Corriere del Veneto (Vicenza e Bassano)
Zaia: «Banca del sangue dei malati Covid guariti» Curati i primi 12 pazienti
Terapia sperimentale all’ospedale di Padova Sono immuni il 4% dei sanitari e il 2% dei veneti Tamponi, possono prescriverli pure i medici di base
VENEZIA Sono saliti a dodici i pazienti tra i 50 e gli 80 anni ricoverati in Malattie Infettive, in Terapia sub-intensiva e in Terapia intensiva all’ospedale di Padova colpiti da coronavirus Covid-19 e curati con il «siero iperimmune», cioè con il plasma dei malati già guariti, ricco di anticorpi in grado di combattere l’infezione. Lo rivela il governatore Luca Zaia, che proprio alla luce del buon esito di questo inizio di sperimentazione ha deciso di creare una banca del sangue donato dagli ex infetti. «Il risultato della terapia sui primi 12 degenti trattati è incoraggiante e i relativi dati saranno inviati all’Istituto superiore di Sanità — rivela il presidente del Veneto —. Faccio ora appello ai pazienti guariti di donare volontariamente il sangue. Esorto i direttori generali delle Usl a raccogliere il plasma dei dimessi, pieno di anticorpi protettivi e in grado di durare due anni senza deteriorarsi, per costruire una banca del sangue. Non è uno spreco, ma una raccolta volontaria, richiamo tutti gli ex malati Covid al senso civico: la sanità veneta vi ha dato tanto, ora vi chiede il piccolo sacrificio di mettervi a disposizione di altre persone ammalate — aggiunge Zaia —. Vogliamo creare all’ospedale di Padova la più grande banca del sangue, la prima d’Italia. Noi guardiamo avanti e ci prepariamo al momento in cui questa terapia non sarà più sperimentale ma validata».

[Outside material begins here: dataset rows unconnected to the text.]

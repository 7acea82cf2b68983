use super::config::{Architecture, PotentialConfig};
use super::context::ForwardContext;
use super::error::PotentialError;
use super::postprocessing::EnergyScaling;
use super::readout::EnergyReadout;
use super::representation::{AniRepresentation, MessagePassingRepresentation, Representation};
use crate::core::models::batch::AtomSystemBatch;
use crate::core::models::statistics::DatasetStatistics;
use crate::core::ops::scatter::reduce_to_molecules;
use crate::core::pairs::enumerate::{PairList, neighbor_list_with_cutoff};
use candle_core::{DType, Tensor, Var};
use candle_nn::{VarBuilder, VarMap};
use nalgebra::Vector3;
use std::fmt;
use tracing::{debug, info, instrument};

/// Everything a forward pass produces, from representations to the final per-molecule energies.
#[derive(Debug, Clone)]
pub struct PotentialOutput {
    /// Readout energy of every atom before scaling, `[N]`.
    pub per_atom_scalar: Tensor,
    /// `[N, F]`
    pub scalar_representation: Tensor,
    /// `[N, 3, F]` for architectures with a vector channel.
    pub vector_representation: Option<Tensor>,
    /// `Σ per_atom_scalar` per molecule, `[M]`.
    pub raw_energy: Tensor,
    /// `raw_energy · stddev + mean`, `[M]`.
    pub rescaled_energy: Tensor,
    /// `[M]`
    pub molecular_self_energy: Tensor,
    /// `rescaled_energy + molecular_self_energy`, `[M]`.
    pub per_molecule_energy: Tensor,
    pub pair_list: PairList,
}

#[derive(Debug, Clone)]
pub struct EnergyAndForces {
    /// `[M]`
    pub energies: Tensor,
    /// `-∂(Σ E)/∂positions`, `[N, 3]`.
    pub forces: Tensor,
    pub pair_list: PairList,
}

impl EnergyAndForces {
    pub fn energy_values(&self) -> Result<Vec<f64>, PotentialError> {
        Ok(self.energies.to_vec1::<f64>()?)
    }

    pub fn force_vectors(&self) -> Result<Vec<Vector3<f64>>, PotentialError> {
        Ok(self
            .forces
            .to_vec2::<f64>()?
            .into_iter()
            .map(|row| Vector3::new(row[0], row[1], row[2]))
            .collect())
    }
}

/// A configured neural network potential: representation, readout and energy scaling.
///
/// Trainable weights live in a private [`VarMap`]; every call receives its execution context
/// explicitly and allocates fresh accumulators, so calls never influence one another.
pub struct Potential {
    config: PotentialConfig,
    varmap: VarMap,
    representation: Box<dyn Representation>,
    readout: EnergyReadout,
    scaling: EnergyScaling,
}

impl fmt::Debug for Potential {
    fn fmt(&self, f: &mut fmt::Formatter<'_>) -> fmt::Result {
        f.debug_struct("Potential")
            .field("config", &self.config)
            .field("representation", &self.representation)
            .field("readout", &self.readout)
            .field("scaling", &self.scaling)
            .finish_non_exhaustive()
    }
}

impl Potential {
    pub fn from_config(
        config: PotentialConfig,
        statistics: &DatasetStatistics,
        ctx: &ForwardContext,
    ) -> Result<Self, PotentialError> {
        statistics.validate()?;
        let varmap = VarMap::new();
        let vb = VarBuilder::from_varmap(&varmap, ctx.dtype(), ctx.device());

        let representation: Box<dyn Representation> = match config.architecture {
            Architecture::Ani => Box::new(AniRepresentation::from_config(&config, ctx.device())?),
            _ => Box::new(MessagePassingRepresentation::from_config(
                &config,
                vb.pp("representation"),
                ctx.device(),
            )?),
        };
        if representation.expected_pair_mode() != config.pair_mode {
            return Err(PotentialError::PairModeMismatch {
                component: representation.name(),
                expected: representation.expected_pair_mode(),
                configured: config.pair_mode,
            });
        }

        let readout = EnergyReadout::new(
            representation.output_width(),
            config.number_of_atom_features,
            vb.pp("readout"),
        )?;

        info!(
            architecture = %config.architecture,
            pair_mode = %config.pair_mode,
            cutoff = %config.cutoff_radius,
            representation_width = representation.output_width(),
            "Initialized potential."
        );
        Ok(Self {
            scaling: EnergyScaling::new(statistics),
            config,
            varmap,
            representation,
            readout,
        })
    }

    pub fn config(&self) -> &PotentialConfig {
        &self.config
    }

    pub fn architecture(&self) -> Architecture {
        self.config.architecture
    }

    /// All trainable parameters: network weights plus any trainable basis parameters.
    pub fn trainable_variables(&self) -> Vec<Var> {
        let mut variables = self.varmap.all_vars();
        variables.extend(self.representation.trainable_variables());
        variables
    }

    pub fn number_of_parameters(&self) -> usize {
        self.trainable_variables()
            .iter()
            .map(|v| v.as_tensor().elem_count())
            .sum()
    }

    #[instrument(skip_all, name = "potential_forward", fields(atoms = batch.number_of_atoms()))]
    pub fn forward(
        &self,
        batch: &AtomSystemBatch,
        ctx: &ForwardContext,
    ) -> Result<PotentialOutput, PotentialError> {
        let positions = batch.positions_tensor(ctx.device())?;
        self.forward_with_positions(batch, &positions, ctx)
    }

    /// Energies and forces, the latter as the negative gradient of the summed energy.
    #[instrument(skip_all, name = "potential_forces", fields(atoms = batch.number_of_atoms()))]
    pub fn energy_and_forces(
        &self,
        batch: &AtomSystemBatch,
        ctx: &ForwardContext,
    ) -> Result<EnergyAndForces, PotentialError> {
        let positions = Var::from_tensor(&batch.positions_tensor(ctx.device())?)?;
        let output = self.forward_with_positions(batch, positions.as_tensor(), ctx)?;

        let gradients = output.per_molecule_energy.sum_all()?.backward()?;
        let forces = match gradients.get(positions.as_tensor()) {
            Some(gradient) => gradient.neg()?,
            // no pair: the energy does not depend on positions
            None => Tensor::zeros((batch.number_of_atoms(), 3), DType::F64, ctx.device())?,
        };
        Ok(EnergyAndForces {
            energies: output.per_molecule_energy,
            forces,
            pair_list: output.pair_list,
        })
    }

    fn forward_with_positions(
        &self,
        batch: &AtomSystemBatch,
        positions: &Tensor,
        ctx: &ForwardContext,
    ) -> Result<PotentialOutput, PotentialError> {
        let device = ctx.device();
        let pair_list =
            neighbor_list_with_cutoff(batch, self.config.pair_mode, self.config.cutoff_radius)?;

        let representation = self
            .representation
            .forward(batch, positions, &pair_list, ctx)?;
        let per_atom_scalar = self.readout.forward(&representation.scalar)?;

        let raw_energy = reduce_to_molecules(
            &per_atom_scalar,
            &batch.subsystem_indices_tensor(device)?,
            batch.number_of_molecules(),
        )?;
        let rescaled_energy = self.scaling.rescale(&raw_energy)?;
        let molecular_self_energy = self.scaling.molecular_self_energies(batch, device)?;
        let per_molecule_energy = rescaled_energy.add(&molecular_self_energy)?;
        debug!(
            molecules = batch.number_of_molecules(),
            pairs = pair_list.len(),
            "Completed forward pass."
        );

        Ok(PotentialOutput {
            per_atom_scalar,
            scalar_representation: representation.scalar,
            vector_representation: representation.vector,
            raw_energy,
            rescaled_energy,
            molecular_self_energy,
            per_molecule_energy,
            pair_list,
        })
    }
}
use candle_core::Tensor;

/// Sums rows of `src` into `dim_size` slots along dimension 0.
///
/// The accumulator is allocated fresh on every call.
pub fn scatter_add(src: &Tensor, index: &Tensor, dim_size: usize) -> candle_core::Result<Tensor> {
    let mut shape = src.dims().to_vec();
    shape[0] = dim_size;
    Tensor::zeros(shape, src.dtype(), src.device())?.index_add(index, src, 0)
}

/// Softmax of `logits` (`[P, H]`) over all rows sharing the same receiver `index[p]`, with every
/// row's exponential scaled by its weight `weights[p]` (`[P]`, non-negative).
///
/// A row of weight zero drops out of its receiver's normalization, so a row whose weight goes to
/// zero continuously leaves the other rows' values continuously. Receivers whose rows all have zero
/// weight get zero rows.
///
/// Each group is shifted by the maximum over its weighted rows. The shift is a constant of the
/// graph and cancels in the ratio, so gradients are unaffected.
pub fn scatter_softmax(
    logits: &Tensor,
    weights: &Tensor,
    index: &Tensor,
    dim_size: usize,
) -> candle_core::Result<Tensor> {
    let (pairs, heads) = logits.dims2()?;
    let receivers = index.to_vec1::<u32>()?;
    let values = logits.to_vec2::<f64>()?;
    let row_weights = weights.to_vec1::<f64>()?;

    let mut maxima = vec![f64::NEG_INFINITY; dim_size * heads];
    for ((row, &r), &w) in values.iter().zip(&receivers).zip(&row_weights) {
        if w <= 0.0 {
            continue;
        }
        let slot = &mut maxima[r as usize * heads..(r as usize + 1) * heads];
        for (m, &v) in slot.iter_mut().zip(row) {
            *m = m.max(v);
        }
    }
    // zero-weight rows never shift below their own value, so their exponential stays bounded
    let shift: Vec<f64> = values
        .iter()
        .zip(&receivers)
        .zip(&row_weights)
        .flat_map(|((row, &r), &w)| {
            maxima[r as usize * heads..(r as usize + 1) * heads]
                .iter()
                .zip(row)
                .map(move |(&m, &v)| if w > 0.0 { m } else { m.max(v) })
        })
        .collect();
    let shift = Tensor::from_vec(shift, (pairs, heads), logits.device())?;

    let weighted = logits
        .sub(&shift)?
        .exp()?
        .broadcast_mul(&weights.unsqueeze(1)?)?;
    let totals = scatter_add(&weighted, index, dim_size)?;
    // receivers without weight divide zero by one
    let empty: Vec<f64> = totals
        .flatten_all()?
        .to_vec1::<f64>()?
        .into_iter()
        .map(|t| if t == 0.0 { 1.0 } else { 0.0 })
        .collect();
    let empty = Tensor::from_vec(empty, totals.shape(), logits.device())?;
    weighted.div(&totals.add(&empty)?.index_select(index, 0)?)
}

/// Reduces per-atom values (`[N]` or `[N, F]`) into per-molecule totals.
pub fn reduce_to_molecules(
    per_atom: &Tensor,
    subsystem_indices: &Tensor,
    number_of_molecules: usize,
) -> candle_core::Result<Tensor> {
    scatter_add(per_atom, subsystem_indices, number_of_molecules)
}

/// Weighted mean `Σ w·x / (Σ w + epsilon)` over rows sharing a receiver (`weights` is `[P]`).
///
/// Continuous in the weights: a row whose weight goes to zero leaves the mean continuously.
pub fn scatter_weighted_mean(
    src: &Tensor,
    weights: &Tensor,
    index: &Tensor,
    dim_size: usize,
    epsilon: f64,
) -> candle_core::Result<Tensor> {
    let mut shape = vec![1; src.rank()];
    shape[0] = src.dim(0)?;
    let weighted = src.broadcast_mul(&weights.reshape(shape.clone())?)?;
    shape[0] = dim_size;
    let totals = scatter_add(weights, index, dim_size)?
        .affine(1.0, epsilon)?
        .reshape(shape)?;
    scatter_add(&weighted, index, dim_size)?.broadcast_div(&totals)
}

I potenziali donatori sono 3.600, ovvero i veneti contagiati dal Covid-19 e ricoverati, che ora stanno bene. Nel momento in cui decidessero di dare il loro sangue saranno sottoposti non a tradizionale prelievo bensì a plasmaferesi, trattamento che separa i globuli rossi dal plasma ed è in grado di «purificarlo» da componenti nocive, salvando quelle da trasfondere poi agli infetti, anticorpi in testa. E così si risponde anche a chi, come la scienziata Ilaria Capua, ha avanzato dubbi sull’utilizzo del siero iperimmune perché «la trasfusione di materiale biologico è sempre un po’ a rischio». «La plasmaferesi esiste da 30 anni, noi in Veneto ne facciamo 50 mila all’anno ai cronici — ricorda Zaia —. Se i miei clinici dicono che i pazienti migliorano con questa terapia io ho l’obbligo morale di andare fino in fondo. Cosa sarebbe avvenuto se avessimo ascoltato le indicazioni sui farmaci sperimentali di certi scienziati, che bollavano il Covid come semplice influenza? Per fortuna non li abbiamo ascoltati. Io mi fido di più di chi ha il paziente accanto e lo sta curando».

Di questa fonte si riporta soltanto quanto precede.